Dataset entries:
——

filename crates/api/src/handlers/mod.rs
pub mod events;
//! In-process event bus for the modular framework.
//!
//! - [`EventBus`] validates, persists and asynchronously fans events out
//!   to subscriber callbacks on a bounded worker pool.
//! - [`EventStore`] keeps a best-effort durable record of every published event.
//! - [`EventPublisher`] / [`EventSubscriber`] are module-scoped facades
//!   that producers and consumers hold instead of touching the bus directly.
//! - [`BusConfig`] holds the tuning knobs loaded from the environment.

pub mod bus;
pub mod config;
pub mod error;
pub mod handler;
pub mod idempotency;
pub mod publisher;
pub mod store;
pub mod subscriber;

pub use bus::{BusMetrics, EventBus, SubscriptionHandle};
pub use config::{BusConfig, ConfigError};
pub use error::{CallbackError, StorageError};
pub use handler::{callback, Callback, Delivery, DeliveryMode, HandlerError, HandlerResult};
pub use idempotency::IdempotencyGuard;
pub use publisher::EventPublisher;
pub use store::EventStore;
pub use subscriber::{EventSubscriber, Filter};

——

WHAT NEEDS TO BE DONE: In your response, give all the records again with nothing altered.

ANSWER AREA:
filename crates/api/src/handlers/mod.rs
pub mod events;
//! In-process event bus for the modular framework.
//!
//! - [`EventBus`] validates, persists and asynchronously fans events out
//!   to subscriber callbacks on a bounded worker pool.
//! - [`EventStore`] keeps a best-effort durable record of every published event.
//! - [`EventPublisher`] / [`EventSubscriber`] are module-scoped facades
//!   that producers and consumers hold instead of touching the bus directly.
//! - [`BusConfig`] holds the tuning knobs loaded from the environment.

pub mod bus;
pub mod config;
pub mod error;
pub mod handler;
pub mod idempotency;
pub mod publisher;
pub mod store;
pub mod subscriber;

pub use bus::{BusMetrics, EventBus, SubscriptionHandle};
pub use config::{BusConfig, ConfigError};
pub use error::{CallbackError, StorageError};
pub use handler::{callback, Callback, Delivery, DeliveryMode, HandlerError, HandlerResult};
pub use idempotency::IdempotencyGuard;
pub use publisher::EventPublisher;
pub use store::EventStore;
pub use subscriber::{EventSubscriber, Filter};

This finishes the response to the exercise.